There is now overwhelming data on the prognostic and predictive association of TILs. Determination of TILs is potentially universally available to all patients with breast cancer and efforts are underway to ensure that determination of TILs is standardized and reproducible [124]. If successful, the scene will be set for TILs to enter clinical practice as a biomarker that has the potential for clinical utility and prognostic implications [41].

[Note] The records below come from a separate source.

//! Symbol encoding and styled rasterization.
//!
//! Symbol structure (version selection, Reed-Solomon error correction,
//! module matrix) is delegated entirely to the `qrcode` crate. This module
//! paints the resulting matrix: each dark module is shaped by the resolved
//! module drawer and colored by the resolved color mask, at a fixed box
//! size, then the canvas is resized to the requested pixel size.

use image::RgbaImage;
use image::imageops::{self, FilterType};
use qrcode::render::svg;
use qrcode::{Color, QrCode};
use thiserror::Error;

use crate::style::{self, StyleConfig, Theme};

/// Pixels per module before the final resize.
pub const MODULE_PX: u32 = 10;

#[derive(Error, Debug)]
pub enum RenderError {
    #[error("nothing to encode: payload is empty")]
    EmptyPayload,

    #[error("QR encoding failed: {0}")]
    Encode(#[from] qrcode::types::QrError),
}

/// Render a styled raster for `payload`.
///
/// The output is always `size_px` x `size_px` RGBA with opaque pixels;
/// overlay compositing happens downstream.
pub fn render(payload: &str, cfg: &StyleConfig) -> Result<RgbaImage, RenderError> {
    if payload.is_empty() {
        return Err(RenderError::EmptyPayload);
    }
    let code = QrCode::with_error_correction_level(payload, cfg.error_correction.ec_level())?;
    let (drawer, mask) = style::resolve(cfg);

    let modules = code.width() as u32;
    let colors = code.to_colors();
    let canvas_px = (modules + 2 * cfg.border_modules) * MODULE_PX;
    let mut canvas = RgbaImage::from_pixel(canvas_px, canvas_px, mask.background().rgba());

    for my in 0..modules {
        for mx in 0..modules {
            if colors[(my * modules + mx) as usize] != Color::Dark {
                continue;
            }
            let px0 = (cfg.border_modules + mx) * MODULE_PX;
            let py0 = (cfg.border_modules + my) * MODULE_PX;
            for dy in 0..MODULE_PX {
                for dx in 0..MODULE_PX {
                    if drawer.covers(dx, dy, MODULE_PX) {
                        let (x, y) = (px0 + dx, py0 + dy);
                        let color = mask.module_color(x, y, canvas_px, canvas_px);
                        canvas.put_pixel(x, y, color.rgba());
                    }
                }
            }
        }
    }

    let size = cfg.size_px.max(1);
    if canvas_px == size {
        Ok(canvas)
    } else {
        Ok(imageops::resize(&canvas, size, size, FilterType::Lanczos3))
    }
}

/// Native vector rendering for the simple export path (classic squares,
/// solid fill). The quiet zone is the encoder's standard 4 modules; a zero
/// border disables it.
pub fn render_svg(payload: &str, cfg: &StyleConfig) -> Result<String, RenderError> {
    if payload.is_empty() {
        return Err(RenderError::EmptyPayload);
    }
    let code = QrCode::with_error_correction_level(payload, cfg.error_correction.ec_level())?;
    let fg = cfg.fg.to_hex();
    let bg = cfg.bg.to_hex();
    let svg = code
        .render()
        .quiet_zone(cfg.border_modules > 0)
        .module_dimensions(MODULE_PX, MODULE_PX)
        .dark_color(svg::Color(&fg))
        .light_color(svg::Color(&bg))
        .build();
    Ok(svg)
}

/// Whether the configuration can be expressed as native vector output.
pub fn vector_exportable(cfg: &StyleConfig) -> bool {
    cfg.theme == Theme::Classic
        && cfg.mask == crate::style::MaskKind::Solid
        && cfg.overlay.is_none()
}
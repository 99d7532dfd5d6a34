//! Command-line surface and dispatch.

use std::path::PathBuf;

use anyhow::Context;
use clap::{Args, Parser, Subcommand};
use tracing::debug;

use crate::batch;
use crate::config::GeneratorConfig;
use crate::content::{Content, WifiSecurity};
use crate::samples;
use crate::scan;
use crate::style::Capabilities;

#[derive(Parser, Debug)]
#[command(
    name = "qrsmith",
    version,
    about = "Generate, batch, and scan styled QR codes"
)]
pub struct Cli {
    #[command(subcommand)]
    pub command: Commands,
}

#[derive(Subcommand, Debug)]
pub enum Commands {
    /// Generate a single QR code
    Generate(GenerateArgs),

    /// Generate QR codes from a CSV or JSON manifest
    Batch {
        /// Manifest file (.csv or .json)
        input: PathBuf,

        /// Directory for generated files
        #[arg(short, long, default_value = "exports/batch_output")]
        output: PathBuf,

        /// Base config file applied to every row
        #[arg(short, long)]
        config: Option<PathBuf>,
    },

    /// Decode QR codes from an image
    Scan {
        /// Image file to scan
        #[arg(short, long)]
        file: PathBuf,

        /// Classify decoded content (url, wifi, vcard, ...)
        #[arg(long)]
        analyze: bool,

        /// Write results as JSON to this path
        #[arg(short, long)]
        output: Option<PathBuf>,
    },

    /// Write sample manifests and a config template
    Samples {
        /// Write enhanced_batch.csv
        #[arg(long)]
        csv: bool,

        /// Write enhanced_batch.json
        #[arg(long)]
        json: bool,

        /// Write config_template.json
        #[arg(long)]
        config: bool,

        /// Write all sample files
        #[arg(long)]
        all: bool,
    },
}

#[derive(Args, Debug)]
pub struct GenerateArgs {
    /// Literal content to encode; exclusive with the typed content flags
    pub content: Option<String>,

    /// URL content; https:// is prepended when no scheme is given
    #[arg(long, conflicts_with = "content")]
    pub url: Option<String>,

    /// WiFi network name
    #[arg(long, conflicts_with = "content")]
    pub wifi_ssid: Option<String>,

    #[arg(long, requires = "wifi_ssid")]
    pub wifi_password: Option<String>,

    /// WPA, WEP, or nopass
    #[arg(long, default_value = "WPA", requires = "wifi_ssid")]
    pub wifi_security: String,

    #[arg(long, requires = "wifi_ssid")]
    pub wifi_hidden: bool,

    /// Contact name for a vCard
    #[arg(long, conflicts_with = "content")]
    pub vcard_name: Option<String>,

    #[arg(long, requires = "vcard_name")]
    pub vcard_org: Option<String>,

    #[arg(long, requires = "vcard_name")]
    pub vcard_phone: Option<String>,

    #[arg(long, requires = "vcard_name")]
    pub vcard_email: Option<String>,

    #[arg(long, requires = "vcard_name")]
    pub vcard_url: Option<String>,

    /// Email recipient; builds a mailto: payload
    #[arg(long, conflicts_with = "content")]
    pub email_to: Option<String>,

    #[arg(long, requires = "email_to")]
    pub email_subject: Option<String>,

    #[arg(long, requires = "email_to")]
    pub email_body: Option<String>,

    /// Phone number; builds a tel: payload
    #[arg(long, conflicts_with = "content")]
    pub phone: Option<String>,

    /// SMS number; builds an sms: payload
    #[arg(long, conflicts_with = "content")]
    pub sms_to: Option<String>,

    #[arg(long, requires = "sms_to")]
    pub sms_body: Option<String>,

    /// Output path; the extension picks the format unless --format is set
    #[arg(short, long, default_value = "qr_code.png")]
    pub out: PathBuf,

    /// Config file providing style defaults
    #[arg(short, long)]
    pub config: Option<PathBuf>,

    /// Export format (PNG, JPEG, BMP, TIFF, WEBP, ICO, SVG)
    #[arg(long)]
    pub format: Option<String>,

    #[arg(long)]
    pub theme: Option<String>,

    #[arg(long)]
    pub color_mask: Option<String>,

    /// Output side length in pixels
    #[arg(long)]
    pub size: Option<u32>,

    /// Quiet-zone width in modules
    #[arg(long)]
    pub border: Option<u32>,

    /// Error correction level: L, M, Q, or H
    #[arg(long)]
    pub error_correction: Option<String>,

    #[arg(long)]
    pub fg_color: Option<String>,

    #[arg(long)]
    pub bg_color: Option<String>,

    /// Overlay image to composite at the center
    #[arg(long)]
    pub image: Option<PathBuf>,

    /// Overlay size as a percentage of the QR side
    #[arg(long)]
    pub image_size: Option<u32>,

    /// Overlay matte: match, custom, or none
    #[arg(long)]
    pub image_bg: Option<String>,

    #[arg(long)]
    pub image_bg_color: Option<String>,

    #[arg(long)]
    pub image_padding: Option<u32>,

    /// Image whose colors fill the modules (sets the image color mask)
    #[arg(long)]
    pub mask_image: Option<PathBuf>,
}

impl GenerateArgs {
    /// Build the payload from whichever content source was given.
    fn resolve_content(&self) -> anyhow::Result<String> {
        let content = if let Some(ssid) = &self.wifi_ssid {
            Content::Wifi {
                ssid: ssid.clone(),
                password: self.wifi_password.clone().unwrap_or_default(),
                security: WifiSecurity::parse(&self.wifi_security),
                hidden: self.wifi_hidden,
            }
        } else if let Some(name) = &self.vcard_name {
            Content::VCard {
                name: name.clone(),
                org: self.vcard_org.clone().unwrap_or_default(),
                phone: self.vcard_phone.clone().unwrap_or_default(),
                email: self.vcard_email.clone().unwrap_or_default(),
                url: self.vcard_url.clone().unwrap_or_default(),
            }
        } else if let Some(to) = &self.email_to {
            Content::Email {
                to: to.clone(),
                subject: self.email_subject.clone().unwrap_or_default(),
                body: self.email_body.clone().unwrap_or_default(),
            }
        } else if let Some(number) = &self.phone {
            Content::Phone {
                number: number.clone(),
            }
        } else if let Some(number) = &self.sms_to {
            Content::Sms {
                number: number.clone(),
                body: self.sms_body.clone().unwrap_or_default(),
            }
        } else if let Some(url) = &self.url {
            Content::Url { url: url.clone() }
        } else if let Some(text) = &self.content {
            Content::Text { text: text.clone() }
        } else {
            anyhow::bail!("no content given: pass a positional argument or a typed content flag");
        };
        let payload = content.payload();
        anyhow::ensure!(!payload.trim().is_empty(), "content resolves to an empty payload");
        Ok(payload)
    }

    /// Overlay the CLI flags onto the loaded or default config.
    fn apply_to(&self, cfg: &mut GeneratorConfig) {
        macro_rules! set {
            ($field:ident) => {
                if let Some(v) = &self.$field {
                    cfg.$field = v.clone();
                }
            };
        }
        set!(theme);
        set!(color_mask);
        set!(error_correction);
        set!(fg_color);
        set!(bg_color);
        set!(format);
        set!(image_bg);
        set!(image_bg_color);
        if let Some(v) = self.size {
            cfg.size = v;
        }
        if let Some(v) = self.border {
            cfg.border = v;
        }
        if let Some(v) = self.image_size {
            cfg.image_size = v;
        }
        if let Some(v) = self.image_padding {
            cfg.image_padding = v;
        }
        if let Some(path) = &self.image {
            cfg.use_image = true;
            cfg.image_path = path.display().to_string();
        }
        if let Some(path) = &self.mask_image {
            cfg.color_mask = "image".into();
            cfg.mask_image_path = path.display().to_string();
        }
    }
}

pub fn run(cli: Cli) -> anyhow::Result<()> {
    let caps = Capabilities::detect();
    debug!(webp = caps.webp_encode, "encoder capabilities");

    match cli.command {
        Commands::Generate(args) => run_generate(args, &caps),
        Commands::Batch {
            input,
            output,
            config,
        } => {
            let base = load_config(config.as_deref())?;
            let summary = batch::run(&input, &output, &base, &caps)
                .with_context(|| format!("batch from {}", input.display()))?;
            println!(
                "Batch complete: {summary} ({:.0}% success)",
                summary.success_rate()
            );
            Ok(())
        }
        Commands::Scan {
            file,
            analyze,
            output,
        } => run_scan(&file, analyze, output.as_deref()),
        Commands::Samples {
            csv,
            json,
            config,
            all,
        } => {
            let everything = all || !(csv || json || config);
            let here = std::env::current_dir()?;
            if everything || csv {
                let path = samples::write_sample_csv(&here)?;
                println!("Created {}", path.display());
            }
            if everything || json {
                let path = samples::write_sample_json(&here)?;
                println!("Created {}", path.display());
            }
            if everything || config {
                let path = samples::write_config_template(&here)?;
                println!("Created {}", path.display());
            }
            Ok(())
        }
    }
}

fn run_generate(args: GenerateArgs, caps: &Capabilities) -> anyhow::Result<()> {
    let mut cfg = load_config(args.config.as_deref())?;
    args.apply_to(&mut cfg);
    // The output extension picks the format when --format is absent.
    if args.format.is_none() {
        cfg.format = crate::export::ExportFormat::from_path(&args.out)
            .extension()
            .to_uppercase();
    }

    let payload = args.resolve_content()?;
    let dir = args
        .out
        .parent()
        .filter(|p| !p.as_os_str().is_empty())
        .map(std::path::Path::to_path_buf)
        .unwrap_or_else(|| PathBuf::from("."));
    std::fs::create_dir_all(&dir)?;
    let stem = args
        .out
        .file_stem()
        .and_then(|s| s.to_str())
        .unwrap_or("qr_code")
        .to_string();

    let path = batch::generate_one(&payload, &stem, &cfg, &dir, caps)?;
    println!("Generated {}", path.display());
    Ok(())
}

fn run_scan(
    file: &std::path::Path,
    analyze: bool,
    output: Option<&std::path::Path>,
) -> anyhow::Result<()> {
    let hits = scan::scan_file(file, analyze)
        .with_context(|| format!("scan of {}", file.display()))?;
    if hits.is_empty() {
        println!("No QR codes found");
        return Ok(());
    }
    for (i, hit) in hits.iter().enumerate() {
        println!("QR {}: {}", i + 1, hit.content);
        if let Some(analysis) = &hit.analysis {
            println!("  type: {}", analysis.kind);
            if let Some(details) = analysis.details.as_object() {
                for (key, value) in details {
                    println!("  {key}: {value}");
                }
            }
        }
    }
    if let Some(path) = output {
        scan::write_report(&hits, path)?;
        println!("Report saved to {}", path.display());
    }
    Ok(())
}

fn load_config(path: Option<&std::path::Path>) -> anyhow::Result<GeneratorConfig> {
    match path {
        Some(path) => GeneratorConfig::load(path)
            .with_context(|| format!("loading config {}", path.display())),
        None => Ok(GeneratorConfig::default()),
    }
}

Because TILs are associated with improved survival endpoints in a continuous fashion, they may be integrated with exiting models of risk prediction that inform decisions about adjuvant treatment, such as tumor size and nodal status, and may also serve as a stratification factor in randomized clinical trials. This may be of particular use in trial designs using NAC. pCR in the primary tumor with NAC is a very strong predictor of freedom from recurrence and long-term survival [125]. Of note, even patients without a pCR still have a relatively good outcome if they have high TILs in the primary disease [64, 124]. A composite of pCR and TILs could foreseeably be used to select patients who do not need further therapy because their risk of recurrence is negligible (pCR and high TILs) or low (pCR but low TILs), or conversely to select those at high risk of recurrence (no pCR, low TILs) who would benefit from trials of novel interventions that may include immunotherapy. Furthermore, using TILs to identify patients at very low risk of recurrence affords the opportunity for trials looking at de-escalation of therapy to avoid unnecessary long-term toxicity or focusing on novel therapeutic combinations for the poor prognostic group.